Exercise description: Please copy out the entries below exactly, beginning with the line that contains "self.amounts.get(&year)" and ending with the line that contains "assert_eq!(row.amount_for(FiscalYear::new(2024)), None);", and include nothing outside that span.

The data:
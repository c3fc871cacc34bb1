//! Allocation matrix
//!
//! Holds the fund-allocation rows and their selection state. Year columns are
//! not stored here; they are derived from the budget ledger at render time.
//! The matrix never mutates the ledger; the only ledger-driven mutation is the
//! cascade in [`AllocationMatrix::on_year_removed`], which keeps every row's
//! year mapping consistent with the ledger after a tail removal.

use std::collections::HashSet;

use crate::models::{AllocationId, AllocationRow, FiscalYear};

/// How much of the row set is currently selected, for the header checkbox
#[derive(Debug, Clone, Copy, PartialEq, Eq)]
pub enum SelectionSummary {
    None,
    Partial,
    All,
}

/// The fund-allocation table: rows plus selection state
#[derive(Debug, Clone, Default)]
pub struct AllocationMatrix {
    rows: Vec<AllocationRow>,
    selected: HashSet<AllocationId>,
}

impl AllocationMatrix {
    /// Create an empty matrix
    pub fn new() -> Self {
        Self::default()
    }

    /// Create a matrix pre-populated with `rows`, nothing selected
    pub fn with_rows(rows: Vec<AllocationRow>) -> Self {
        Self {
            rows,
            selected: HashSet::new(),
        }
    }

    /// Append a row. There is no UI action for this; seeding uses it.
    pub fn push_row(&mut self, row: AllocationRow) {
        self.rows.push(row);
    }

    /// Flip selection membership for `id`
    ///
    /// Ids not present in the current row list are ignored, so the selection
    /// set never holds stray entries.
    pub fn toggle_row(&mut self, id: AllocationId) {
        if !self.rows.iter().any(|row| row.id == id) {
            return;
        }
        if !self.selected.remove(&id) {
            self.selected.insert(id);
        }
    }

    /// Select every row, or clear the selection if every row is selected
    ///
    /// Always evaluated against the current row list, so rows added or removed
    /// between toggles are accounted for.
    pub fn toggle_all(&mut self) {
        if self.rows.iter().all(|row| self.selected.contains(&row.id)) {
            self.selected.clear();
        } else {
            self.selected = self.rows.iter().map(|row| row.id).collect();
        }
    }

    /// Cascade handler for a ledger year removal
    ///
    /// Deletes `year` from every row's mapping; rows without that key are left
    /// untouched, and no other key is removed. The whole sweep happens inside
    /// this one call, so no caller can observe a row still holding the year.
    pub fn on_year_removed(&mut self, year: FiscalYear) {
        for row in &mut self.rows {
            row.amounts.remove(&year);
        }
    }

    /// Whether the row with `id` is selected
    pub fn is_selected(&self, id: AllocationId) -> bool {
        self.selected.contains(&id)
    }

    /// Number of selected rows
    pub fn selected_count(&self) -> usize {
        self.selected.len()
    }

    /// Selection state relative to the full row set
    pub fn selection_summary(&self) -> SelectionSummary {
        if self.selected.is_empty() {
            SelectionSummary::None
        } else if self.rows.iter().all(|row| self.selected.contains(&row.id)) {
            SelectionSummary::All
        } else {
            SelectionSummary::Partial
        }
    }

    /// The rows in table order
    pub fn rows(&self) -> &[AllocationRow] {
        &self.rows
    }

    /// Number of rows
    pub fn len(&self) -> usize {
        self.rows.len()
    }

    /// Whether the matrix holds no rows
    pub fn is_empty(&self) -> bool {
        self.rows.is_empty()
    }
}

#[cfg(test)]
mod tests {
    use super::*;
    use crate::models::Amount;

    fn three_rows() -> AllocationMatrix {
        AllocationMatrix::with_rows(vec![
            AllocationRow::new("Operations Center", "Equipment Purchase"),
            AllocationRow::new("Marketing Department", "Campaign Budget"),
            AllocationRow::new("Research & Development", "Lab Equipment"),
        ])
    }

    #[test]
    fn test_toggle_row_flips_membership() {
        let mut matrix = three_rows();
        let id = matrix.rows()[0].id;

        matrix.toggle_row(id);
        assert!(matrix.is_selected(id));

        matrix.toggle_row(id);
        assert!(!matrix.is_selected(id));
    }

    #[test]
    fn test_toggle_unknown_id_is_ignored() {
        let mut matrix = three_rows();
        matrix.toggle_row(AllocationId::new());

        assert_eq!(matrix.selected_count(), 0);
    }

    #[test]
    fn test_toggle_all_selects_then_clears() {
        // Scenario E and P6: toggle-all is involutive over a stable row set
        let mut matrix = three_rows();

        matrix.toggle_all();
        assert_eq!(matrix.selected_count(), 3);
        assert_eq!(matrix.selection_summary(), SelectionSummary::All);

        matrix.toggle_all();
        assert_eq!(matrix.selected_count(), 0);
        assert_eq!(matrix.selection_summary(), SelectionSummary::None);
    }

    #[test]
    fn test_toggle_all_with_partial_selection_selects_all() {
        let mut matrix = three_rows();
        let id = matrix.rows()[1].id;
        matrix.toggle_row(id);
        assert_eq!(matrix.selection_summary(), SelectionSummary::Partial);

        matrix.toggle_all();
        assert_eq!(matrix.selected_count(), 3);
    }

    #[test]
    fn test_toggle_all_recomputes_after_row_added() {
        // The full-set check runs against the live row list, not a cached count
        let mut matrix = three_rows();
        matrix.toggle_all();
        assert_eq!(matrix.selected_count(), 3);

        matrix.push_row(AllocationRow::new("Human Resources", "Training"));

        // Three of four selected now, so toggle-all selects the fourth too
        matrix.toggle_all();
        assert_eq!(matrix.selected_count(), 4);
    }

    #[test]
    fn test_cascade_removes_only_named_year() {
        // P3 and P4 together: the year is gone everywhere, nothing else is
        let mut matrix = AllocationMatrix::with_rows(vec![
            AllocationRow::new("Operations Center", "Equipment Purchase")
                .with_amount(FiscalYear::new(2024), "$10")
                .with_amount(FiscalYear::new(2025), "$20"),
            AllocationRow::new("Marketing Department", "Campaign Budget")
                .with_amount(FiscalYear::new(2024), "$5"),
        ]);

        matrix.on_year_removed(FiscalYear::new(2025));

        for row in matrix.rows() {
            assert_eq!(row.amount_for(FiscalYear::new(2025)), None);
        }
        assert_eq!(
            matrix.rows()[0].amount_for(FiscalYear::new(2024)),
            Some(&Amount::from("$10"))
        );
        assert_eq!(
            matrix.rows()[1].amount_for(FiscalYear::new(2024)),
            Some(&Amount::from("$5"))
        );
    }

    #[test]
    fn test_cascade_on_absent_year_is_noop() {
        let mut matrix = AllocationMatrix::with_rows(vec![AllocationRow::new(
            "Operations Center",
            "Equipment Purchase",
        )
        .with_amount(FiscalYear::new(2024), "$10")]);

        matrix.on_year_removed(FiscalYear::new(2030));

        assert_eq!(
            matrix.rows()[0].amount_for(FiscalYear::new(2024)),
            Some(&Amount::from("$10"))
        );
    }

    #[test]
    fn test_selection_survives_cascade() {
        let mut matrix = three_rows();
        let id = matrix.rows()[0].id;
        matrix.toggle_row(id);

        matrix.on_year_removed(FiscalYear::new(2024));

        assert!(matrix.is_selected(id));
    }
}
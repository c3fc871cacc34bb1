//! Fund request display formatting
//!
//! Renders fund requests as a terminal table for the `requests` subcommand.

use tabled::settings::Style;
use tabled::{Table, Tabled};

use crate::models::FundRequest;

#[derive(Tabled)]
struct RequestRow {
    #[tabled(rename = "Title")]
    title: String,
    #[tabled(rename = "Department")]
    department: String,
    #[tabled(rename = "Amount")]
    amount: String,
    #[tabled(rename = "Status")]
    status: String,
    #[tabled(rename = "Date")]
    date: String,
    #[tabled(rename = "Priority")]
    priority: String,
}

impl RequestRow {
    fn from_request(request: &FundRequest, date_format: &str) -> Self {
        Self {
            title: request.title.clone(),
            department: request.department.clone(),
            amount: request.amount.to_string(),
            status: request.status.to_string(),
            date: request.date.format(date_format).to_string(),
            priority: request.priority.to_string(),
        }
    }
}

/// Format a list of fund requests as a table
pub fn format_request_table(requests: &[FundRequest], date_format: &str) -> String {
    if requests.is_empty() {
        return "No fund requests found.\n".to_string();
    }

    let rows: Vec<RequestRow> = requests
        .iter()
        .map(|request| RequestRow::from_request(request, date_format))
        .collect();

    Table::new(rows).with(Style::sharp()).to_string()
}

* * *

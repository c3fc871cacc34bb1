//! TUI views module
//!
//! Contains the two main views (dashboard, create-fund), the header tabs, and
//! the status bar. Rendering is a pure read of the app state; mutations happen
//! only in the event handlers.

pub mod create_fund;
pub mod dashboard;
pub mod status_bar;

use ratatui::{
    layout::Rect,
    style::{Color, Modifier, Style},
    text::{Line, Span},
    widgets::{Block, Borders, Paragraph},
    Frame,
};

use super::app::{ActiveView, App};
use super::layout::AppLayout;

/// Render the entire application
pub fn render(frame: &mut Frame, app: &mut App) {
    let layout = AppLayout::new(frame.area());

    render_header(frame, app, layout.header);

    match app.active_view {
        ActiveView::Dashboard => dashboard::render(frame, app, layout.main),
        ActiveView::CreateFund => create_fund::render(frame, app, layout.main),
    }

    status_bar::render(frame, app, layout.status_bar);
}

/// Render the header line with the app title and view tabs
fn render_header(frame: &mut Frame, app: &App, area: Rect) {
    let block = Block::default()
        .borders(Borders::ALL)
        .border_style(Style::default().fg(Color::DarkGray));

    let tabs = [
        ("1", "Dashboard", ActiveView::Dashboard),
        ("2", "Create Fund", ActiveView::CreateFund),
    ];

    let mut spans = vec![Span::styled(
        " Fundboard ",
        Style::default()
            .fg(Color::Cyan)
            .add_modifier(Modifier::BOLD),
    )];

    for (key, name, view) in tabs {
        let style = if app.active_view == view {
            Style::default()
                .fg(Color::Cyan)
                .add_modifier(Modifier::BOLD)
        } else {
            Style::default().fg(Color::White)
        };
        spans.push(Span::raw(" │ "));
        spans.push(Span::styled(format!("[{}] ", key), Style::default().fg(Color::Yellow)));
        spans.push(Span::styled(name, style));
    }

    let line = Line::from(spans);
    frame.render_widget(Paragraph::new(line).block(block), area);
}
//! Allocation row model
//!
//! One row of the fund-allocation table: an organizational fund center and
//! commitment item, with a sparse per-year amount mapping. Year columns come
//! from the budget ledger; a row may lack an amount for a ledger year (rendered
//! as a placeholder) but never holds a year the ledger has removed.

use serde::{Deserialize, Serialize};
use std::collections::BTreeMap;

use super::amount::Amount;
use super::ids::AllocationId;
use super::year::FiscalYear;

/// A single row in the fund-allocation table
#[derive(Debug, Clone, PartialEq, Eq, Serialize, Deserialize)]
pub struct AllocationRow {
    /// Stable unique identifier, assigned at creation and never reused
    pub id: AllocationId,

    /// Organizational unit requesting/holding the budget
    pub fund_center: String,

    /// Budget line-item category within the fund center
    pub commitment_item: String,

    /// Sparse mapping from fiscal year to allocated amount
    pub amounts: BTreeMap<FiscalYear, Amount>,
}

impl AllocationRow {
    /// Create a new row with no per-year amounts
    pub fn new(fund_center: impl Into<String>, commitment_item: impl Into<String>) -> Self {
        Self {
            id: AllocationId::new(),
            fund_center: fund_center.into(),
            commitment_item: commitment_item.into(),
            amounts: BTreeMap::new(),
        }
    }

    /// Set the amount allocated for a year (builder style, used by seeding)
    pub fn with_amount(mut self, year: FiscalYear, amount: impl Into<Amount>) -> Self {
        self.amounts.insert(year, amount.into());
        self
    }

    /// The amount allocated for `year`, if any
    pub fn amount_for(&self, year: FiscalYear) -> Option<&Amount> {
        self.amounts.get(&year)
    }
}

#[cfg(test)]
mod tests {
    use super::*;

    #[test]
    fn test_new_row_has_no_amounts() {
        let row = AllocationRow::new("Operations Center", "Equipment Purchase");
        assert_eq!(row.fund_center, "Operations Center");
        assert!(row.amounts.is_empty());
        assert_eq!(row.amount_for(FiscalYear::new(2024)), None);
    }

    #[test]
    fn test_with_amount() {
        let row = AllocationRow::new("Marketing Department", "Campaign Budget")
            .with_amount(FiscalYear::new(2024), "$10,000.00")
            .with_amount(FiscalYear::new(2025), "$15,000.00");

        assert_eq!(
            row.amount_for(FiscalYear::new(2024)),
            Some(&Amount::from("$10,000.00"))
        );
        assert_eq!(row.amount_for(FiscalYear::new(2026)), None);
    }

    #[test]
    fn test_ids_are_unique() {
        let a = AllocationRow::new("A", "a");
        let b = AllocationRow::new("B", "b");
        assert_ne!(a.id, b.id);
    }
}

Output of the exercise:
        self.amounts.get(&year)
    }
}

#[cfg(test)]
mod tests {
    use super::*;

    #[test]
    fn test_new_row_has_no_amounts() {
        let row = AllocationRow::new("Operations Center", "Equipment Purchase");
        assert_eq!(row.fund_center, "Operations Center");
        assert!(row.amounts.is_empty());
        assert_eq!(row.amount_for(FiscalYear::new(2024)), None);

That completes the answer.